The economic shock of the pandemic revealed the absence – and potential benefits – of portfolios diversified by asset class, geography, and sector.
Giulio Renzi-Ricci, head of portfolio construction – Europe at Vanguard, says Covid-19 taught investors how to “hedge their bets”.
But while it was a teachable moment, Covid-19 was not the reason why investors reacted strongly against an over-reliance on the ‘magnificent seven’ and the S&P 500.
It may have been the catalyst, but the components for economic change had been building up over the past decade.
“The pandemic changed a lot of the way the world works; socially, economically and globally,” says John Husselbee, head of the multi-asset team at Liontrust.
“It shifted a secular theme into a higher gear, which is that globalisation is beginning to contract. We are seeing competition reducing, prices going up and, basically, people not getting on nicely.
“Geopolitical risk is increasing.
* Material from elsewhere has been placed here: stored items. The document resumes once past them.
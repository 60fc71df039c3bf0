//! Demo catalog loaded at startup: professors, students, the two demo
//! accounts, channels and private chats.

use std::collections::BTreeSet;

use chrono::{Duration, Utc};

use campus_shared::constants::{DEMO_PROFESSOR_EMAIL, DEMO_STUDENT_EMAIL};
use campus_shared::types::{ChannelId, ChatId, ContentId, ContentKind, MessageId, Role, UserId};

use crate::models::{Channel, ContentItem, Message, PrivateChat, User};
use crate::registry::Registry;

const ALGIERS: &str = "جامعة الجزائر 1 بن يوسف بن خدة";
const ORAN: &str = "جامعة وهران 1 أحمد بن بلة";
const USTHB: &str = "جامعة العلوم والتكنولوجيا هواري بومدين (USTHB)";
const KSAR: &str = "جامعة ابن خلدون ملحقة قصر الشلالة";

const SCIENCES: &str = "كلية العلوم";
const MEDICINE: &str = "كلية الطب";
const COMPUTING: &str = "كلية الإعلام الآلي";
const ECONOMICS: &str = "كلية العلوم الاقتصادية و علوم التسيير";

const DUMMY_PDF: &str = "https://www.w3.org/WAI/ER/tests/xhtml/testfiles/resources/pdf/dummy.pdf";
const SAMPLE_MP4: &str = "https://www.learningcontainer.com/wp-content/uploads/2020/05/sample-mp4-file.mp4";

fn picture(n: u32) -> String {
    format!("https://picsum.photos/100/100?random={n}")
}

#[allow(clippy::too_many_arguments)]
fn account(
    id: &str,
    email: &str,
    name: &str,
    pic: u32,
    role: Role,
    university: &str,
    college: &str,
    counter: u64,
) -> User {
    let (stars, balance) = match role {
        Role::Professor => (Some(counter as u32), None),
        Role::Student => (None, Some(counter)),
    };
    User {
        id: UserId::from(id),
        email: email.to_string(),
        name: name.to_string(),
        profile_pic: picture(pic),
        role,
        university: Some(university.to_string()),
        college: Some(college.to_string()),
        stars,
        balance,
        device_token: None,
    }
}

/// Seed professors and students, demo accounts included.
pub fn users() -> Vec<User> {
    vec![
        account("prof1", "prof1@example.com", "أحمد علي", 1, Role::Professor, ALGIERS, SCIENCES, 10),
        account("prof2", "prof2@example.com", "فاطمة الزهراء", 2, Role::Professor, ORAN, MEDICINE, 15),
        account("prof3", "prof3@example.com", "خالد بن طاهر", 10, Role::Professor, USTHB, COMPUTING, 20),
        account("demo_prof", DEMO_PROFESSOR_EMAIL, "بن الطاهر بختة", 98, Role::Professor, KSAR, ECONOMICS, 20),
        account("stud1", "stud1@example.com", "سارة خالد", 3, Role::Student, ALGIERS, SCIENCES, 500),
        account("stud2", "stud2@example.com", "محمد أمين", 4, Role::Student, ORAN, MEDICINE, 750),
        account("stud3", "stud3@example.com", "ليلى مراد", 11, Role::Student, USTHB, COMPUTING, 1000),
        account("demo_stud", DEMO_STUDENT_EMAIL, "حمر العين ربيع", 99, Role::Student, KSAR, ECONOMICS, 2000),
    ]
}

fn message(id: &str, sender: &str, name: &str, text: &str, ago_ms: i64) -> Message {
    Message {
        id: MessageId::from(id),
        sender_id: UserId::from(sender),
        sender_name: name.to_string(),
        text: text.to_string(),
        timestamp: Utc::now() - Duration::milliseconds(ago_ms),
    }
}

fn content(id: &str, kind: ContentKind, url: &str, file_name: Option<&str>, thumbnail: Option<&str>) -> ContentItem {
    ContentItem {
        id: ContentId::from(id),
        kind,
        url: url.to_string(),
        file_name: file_name.map(str::to_string),
        thumbnail: thumbnail.map(str::to_string),
    }
}

fn subscribers(ids: &[&str]) -> BTreeSet<UserId> {
    ids.iter().map(|id| UserId::from(*id)).collect()
}

/// Seed channels.
pub fn channels() -> Vec<Channel> {
    vec![
        Channel {
            id: ChannelId::from("chan1"),
            name: "الرياضيات".into(),
            professor_id: UserId::from("prof1"),
            professor_name: "أحمد علي".into(),
            university: ALGIERS.into(),
            college: SCIENCES.into(),
            content: vec![
                content("cont1", ContentKind::Pdf, DUMMY_PDF, Some("مقدمة في الجبر.pdf"), None),
                content("cont2", ContentKind::Image, "https://picsum.photos/800/600?random=5", None, None),
                content("cont3", ContentKind::Video, SAMPLE_MP4, None, Some("https://picsum.photos/300/200?random=6")),
            ],
            chat_messages: vec![
                message("msg1", "prof1", "أحمد علي", "أهلاً بكم في قناة الرياضيات!", 3_600_000),
                message("msg2", "stud1", "سارة خالد", "شكراً أستاذ.", 1_800_000),
            ],
            google_meet_link: "https://meet.google.com/xxx-yyyy-zzz".into(),
            subscribers: subscribers(&["stud1", "demo_stud"]),
        },
        Channel {
            id: ChannelId::from("chan2"),
            name: "الفيزياء".into(),
            professor_id: UserId::from("prof1"),
            professor_name: "أحمد علي".into(),
            university: ALGIERS.into(),
            college: SCIENCES.into(),
            content: vec![content(
                "cont4",
                ContentKind::Pdf,
                "https://www.africau.edu/images/default/sample.pdf",
                Some("ميكانيكا الكم.pdf"),
                None,
            )],
            chat_messages: vec![message("msg3", "prof1", "أحمد علي", "مرحباً بطلاب الفيزياء.", 7_200_000)],
            google_meet_link: "https://meet.google.com/abc-def-ghi".into(),
            subscribers: BTreeSet::new(),
        },
        Channel {
            id: ChannelId::from("chan3"),
            name: "الطب البشري".into(),
            professor_id: UserId::from("prof2"),
            professor_name: "فاطمة الزهراء".into(),
            university: ORAN.into(),
            college: MEDICINE.into(),
            content: vec![content("cont5", ContentKind::Image, "https://picsum.photos/800/600?random=7", None, None)],
            chat_messages: Vec::new(),
            google_meet_link: "https://meet.google.com/jkl-mno-pqr".into(),
            subscribers: subscribers(&["stud2", "demo_stud"]),
        },
        Channel {
            id: ChannelId::from("chan4"),
            name: "هندسة برمجيات".into(),
            professor_id: UserId::from("prof3"),
            professor_name: "خالد بن طاهر".into(),
            university: USTHB.into(),
            college: COMPUTING.into(),
            content: vec![
                content("cont6", ContentKind::Pdf, DUMMY_PDF, Some("أساسيات هندسة البرمجيات.pdf"), None),
                content("cont7", ContentKind::Video, SAMPLE_MP4, None, Some("https://picsum.photos/300/200?random=12")),
            ],
            chat_messages: vec![message("msg4", "prof3", "خالد بن طاهر", "أهلاً بطلاب هندسة البرمجيات.", 1_200_000)],
            google_meet_link: "https://meet.google.com/stu-vwx-yza".into(),
            subscribers: subscribers(&["stud3"]),
        },
        Channel {
            id: ChannelId::from("chan5"),
            name: "إدارة أعمال".into(),
            professor_id: UserId::from("demo_prof"),
            professor_name: "بن الطاهر بختة".into(),
            university: KSAR.into(),
            college: ECONOMICS.into(),
            content: Vec::new(),
            chat_messages: Vec::new(),
            google_meet_link: "https://meet.google.com/mnb-vfr-cde".into(),
            subscribers: BTreeSet::new(),
        },
    ]
}

/// Seed private chats.
pub fn private_chats() -> Vec<PrivateChat> {
    vec![
        PrivateChat {
            id: ChatId::from("pc1"),
            participants: [UserId::from("prof1"), UserId::from("stud1")],
            messages: vec![
                message("pmsg1", "prof1", "أحمد علي", "كيف حالك يا سارة؟", 1_000_000),
                message("pmsg2", "stud1", "سارة خالد", "بخير، شكراً أستاذ.", 500_000),
            ],
        },
        PrivateChat {
            id: ChatId::from("pc_demo_prof_stud"),
            participants: [UserId::from("demo_prof"), UserId::from("demo_stud")],
            messages: vec![
                message("dpmsg1", "demo_prof", "بن الطاهر بختة", "مرحباً بالطالب التجريبي!", 200_000),
                message("dpmsg2", "demo_stud", "حمر العين ربيع", "مرحباً أستاذ تجريبي.", 100_000),
            ],
        },
    ]
}

impl Registry {
    /// A registry pre-loaded with the demo catalog.
    pub fn seeded() -> Self {
        Self::from_parts(users(), channels(), private_chats())
    }
}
You can say it started when former US President Trump came into power and said ‘Make America Great Again’, for example by putting trade tariffs on China, meaning China is no longer the biggest trading partner to the US – Mexico is.”
As a result we have been seeing on-shoring, re-shoring and ‘friend-shoring’ amid rising geopolitical risk, which to Husselbee means “diversification is going to be more important than it had been in the past decade or more.”
Matthias Hoppe, senior vice-president and portfolio manager for Franklin Templeton Investment Solutions, feels the same way.
He says: “The Covid-19 pandemic exposed the fragility of many investors’ portfolios, which were heavily concentrated in a few asset classes, geographies, and sectors.
“The unprecedented disruption across regions saw highly correlated impacts hit developed and emerging economies. The volatility caused by the global health crisis have shown the need for a more balanced and resilient approach to investing.”
Too many doughnuts
Leading up to Covid-19, there was a low interest, low inflation period, with an abundance of liquidity and some heady returns from growth stocks.
This may have helped investors who had been following veteran investor Warren Buffett’s advice in 2017 of buying the S&P 500 and letting it run.
Mega-stocks such Apple, Amazon and Tesla – three of the so-called magnificent seven that have made long-term investors very rich over decades – have done well. But whether this works in the future, in a world that is increasingly fragmented, remains to be seen.
In fact, as the below graph indicates, there is a divergence of performance among the seven.
But then Covid-19 happened, leading to increased uncertainty, lower confidence and a tightening in financial and credit conditions.